Despite the fact that authenticity and morality often collide, there is one thing they have in common: the desire to stay true to something. Authenticity is all about staying true to who you are as a person. In some cases, it also means remaining true to your culture, heritage, and community.

Plurawl, a New York City clothing brand that seeks to promote authenticity in the LatinX community, believes it is important for Hispanics to stay true to themselves and their culture in every aspect of life. Their Latinx T-shirts, sweatshirts, and hats promote authenticity through messaging.

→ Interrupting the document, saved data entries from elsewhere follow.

/**
 * Angular Expression AST
 *
 * Node types for parsed template action expressions, the input to
 * expression lowering.
 */

use serde::{Deserialize, Serialize};

/// Visitor pattern for AST traversal
pub trait AstVisitor {
    type Result;

    fn visit_empty_expr(&mut self, ast: &EmptyExpr) -> Self::Result;
    fn visit_implicit_receiver(&mut self, ast: &ImplicitReceiver) -> Self::Result;
    fn visit_this_receiver(&mut self, ast: &ThisReceiver) -> Self::Result;
    fn visit_chain(&mut self, ast: &Chain) -> Self::Result;
    fn visit_conditional(&mut self, ast: &Conditional) -> Self::Result;
    fn visit_property_read(&mut self, ast: &PropertyRead) -> Self::Result;
    fn visit_property_write(&mut self, ast: &PropertyWrite) -> Self::Result;
    fn visit_keyed_read(&mut self, ast: &KeyedRead) -> Self::Result;
    fn visit_keyed_write(&mut self, ast: &KeyedWrite) -> Self::Result;
    fn visit_call(&mut self, ast: &Call) -> Self::Result;
    fn visit_literal_primitive(&mut self, ast: &LiteralPrimitive) -> Self::Result;
    fn visit_binary(&mut self, ast: &Binary) -> Self::Result;
    fn visit_unary(&mut self, ast: &Unary) -> Self::Result;
    fn visit_prefix_not(&mut self, ast: &PrefixNot) -> Self::Result;
    fn visit_pipe(&mut self, ast: &BindingPipe) -> Self::Result;
}

/// Main AST enum containing all node types
#[derive(Debug, Clone, PartialEq, Serialize, Deserialize)]
#[serde(tag = "type", content = "data")]
pub enum AST {
    EmptyExpr(EmptyExpr),
    ImplicitReceiver(ImplicitReceiver),
    ThisReceiver(ThisReceiver),
    Chain(Chain),
    Conditional(Conditional),
    PropertyRead(PropertyRead),
    PropertyWrite(PropertyWrite),
    KeyedRead(KeyedRead),
    KeyedWrite(KeyedWrite),
    Call(Call),
    LiteralPrimitive(LiteralPrimitive),
    Binary(Binary),
    Unary(Unary),
    PrefixNot(PrefixNot),
    BindingPipe(BindingPipe),
}

impl AST {
    pub fn visit<V: AstVisitor + ?Sized>(&self, visitor: &mut V) -> V::Result {
        match self {
            AST::EmptyExpr(ast) => visitor.visit_empty_expr(ast),
            AST::ImplicitReceiver(ast) => visitor.visit_implicit_receiver(ast),
            AST::ThisReceiver(ast) => visitor.visit_this_receiver(ast),
            AST::Chain(ast) => visitor.visit_chain(ast),
            AST::Conditional(ast) => visitor.visit_conditional(ast),
            AST::PropertyRead(ast) => visitor.visit_property_read(ast),
            AST::PropertyWrite(ast) => visitor.visit_property_write(ast),
            AST::KeyedRead(ast) => visitor.visit_keyed_read(ast),
            AST::KeyedWrite(ast) => visitor.visit_keyed_write(ast),
            AST::Call(ast) => visitor.visit_call(ast),
            AST::LiteralPrimitive(ast) => visitor.visit_literal_primitive(ast),
            AST::Binary(ast) => visitor.visit_binary(ast),
            AST::Unary(ast) => visitor.visit_unary(ast),
            AST::PrefixNot(ast) => visitor.visit_prefix_not(ast),
            AST::BindingPipe(ast) => visitor.visit_pipe(ast),
        }
    }

    /// `name`, read from the implicit receiver.
    pub fn read(name: impl Into<String>) -> AST {
        AST::PropertyRead(PropertyRead {
            receiver: Box::new(AST::ImplicitReceiver(ImplicitReceiver {})),
            name: name.into(),
        })
    }

    /// `name(args...)`, called on the implicit receiver.
    pub fn call_method(name: impl Into<String>, args: Vec<AST>) -> AST {
        AST::Call(Call {
            receiver: Box::new(AST::read(name)),
            args: args.into_iter().map(Box::new).collect(),
        })
    }

    /// `name = value`, written on the implicit receiver.
    pub fn write(name: impl Into<String>, value: AST) -> AST {
        AST::PropertyWrite(PropertyWrite {
            receiver: Box::new(AST::ImplicitReceiver(ImplicitReceiver {})),
            name: name.into(),
            value: Box::new(value),
        })
    }

    pub fn chain(expressions: Vec<AST>) -> AST {
        AST::Chain(Chain {
            expressions: expressions.into_iter().map(Box::new).collect(),
        })
    }

    pub fn empty() -> AST {
        AST::EmptyExpr(EmptyExpr {})
    }
}

/// Empty expression
#[derive(Debug, Clone, Default, PartialEq, Serialize, Deserialize)]
pub struct EmptyExpr {}

/// Implicit receiver (the component instance)
#[derive(Debug, Clone, Default, PartialEq, Serialize, Deserialize)]
pub struct ImplicitReceiver {}

/// This receiver (explicit `this`)
#[derive(Debug, Clone, Default, PartialEq, Serialize, Deserialize)]
pub struct ThisReceiver {}

/// Chain of expressions (e.g., `a; b; c`)
#[derive(Debug, Clone, PartialEq, Serialize, Deserialize)]
pub struct Chain {
    pub expressions: Vec<Box<AST>>,
}

/// Ternary conditional (e.g., `condition ? true : false`)
#[derive(Debug, Clone, PartialEq, Serialize, Deserialize)]
pub struct Conditional {
    pub condition: Box<AST>,
    pub true_exp: Box<AST>,
    pub false_exp: Box<AST>,
}

#[derive(Debug, Clone, PartialEq, Serialize, Deserialize)]
pub struct PropertyRead {
    pub receiver: Box<AST>,
    pub name: String,
}

#[derive(Debug, Clone, PartialEq, Serialize, Deserialize)]
pub struct PropertyWrite {
    pub receiver: Box<AST>,
    pub name: String,
    pub value: Box<AST>,
}

#[derive(Debug, Clone, PartialEq, Serialize, Deserialize)]
pub struct KeyedRead {
    pub receiver: Box<AST>,
    pub key: Box<AST>,
}

#[derive(Debug, Clone, PartialEq, Serialize, Deserialize)]
pub struct KeyedWrite {
    pub receiver: Box<AST>,
    pub key: Box<AST>,
    pub value: Box<AST>,
}

/// Function call (e.g., `fn(a, b)`)
#[derive(Debug, Clone, PartialEq, Serialize, Deserialize)]
pub struct Call {
    pub receiver: Box<AST>,
    pub args: Vec<Box<AST>>,
}

#[derive(Debug, Clone, PartialEq, Serialize, Deserialize)]
#[serde(tag = "kind", rename_all = "camelCase")]
pub enum LiteralPrimitive {
    String { value: String },
    Number { value: f64 },
    Boolean { value: bool },
    Null,
    Undefined,
}

/// Binary operation (e.g., `a + b`); `operation` is the source operator.
#[derive(Debug, Clone, PartialEq, Serialize, Deserialize)]
pub struct Binary {
    pub operation: String,
    pub left: Box<AST>,
    pub right: Box<AST>,
}

/// Unary `+` / `-`
#[derive(Debug, Clone, PartialEq, Serialize, Deserialize)]
pub struct Unary {
    pub operator: String,
    pub expr: Box<AST>,
}

/// Logical not (e.g., `!expr`)
#[derive(Debug, Clone, PartialEq, Serialize, Deserialize)]
pub struct PrefixNot {
    pub expression: Box<AST>,
}

/// Pipe expression (e.g., `value | pipeName:arg`)
#[derive(Debug, Clone, PartialEq, Serialize, Deserialize)]
pub struct BindingPipe {
    pub exp: Box<AST>,
    pub name: String,
    pub args: Vec<Box<AST>>,
}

Meanwhile, there are people who believe that it is imperative to stay true to a moral code. For the record, every human being has a moral code of some sort. Our codes may be different, but we all have one. For some people though, the moral code is most important. They will remain true to it no matter what.

When the Two Are at Odds

Wherever you have people committed to staying true to something, you have room for disagreement. You might choose to remain true to your authentic self while someone else remains true to a moral code. What if the two are at odds?

Should a person who is trying to be authentic suppress that authenticity in order to make another person feel more comfortable? Most of us would probably say no. By the same token, should the other person surrender their allegiance to their moral code in order to make the authentic person more comfortable?

This illustrates why authenticity and morality often collide. People in both camps tend to believe that those in the other should surrender. People in both camps believe that their particular way is the only way. When they are not willing to live and let live, collisions occur.

You Can’t Make Everyone Happy

We could minimize collisions between authenticity and morality simply by taking to heart the reality that everyone will not be happy all the time. No matter what you stand for, you are not always going to make everyone happy. Likewise, other people are not always going to make you happy. This is all okay.

We don’t all have to see eye-to-eye in everything. There is room for disagreement. One person’s desire to be authentic should not dictate that everyone else fall in line with that authenticity. Likewise, one person’s moral code is not every person’s moral code. People are free to live as they choose.

We live in a strange time. We live in a revolutionary time, a time in which the culture is trying to redefine itself. Collisions between authenticity and morality are going to occur. Some of them will leave ugly accident scenes behind.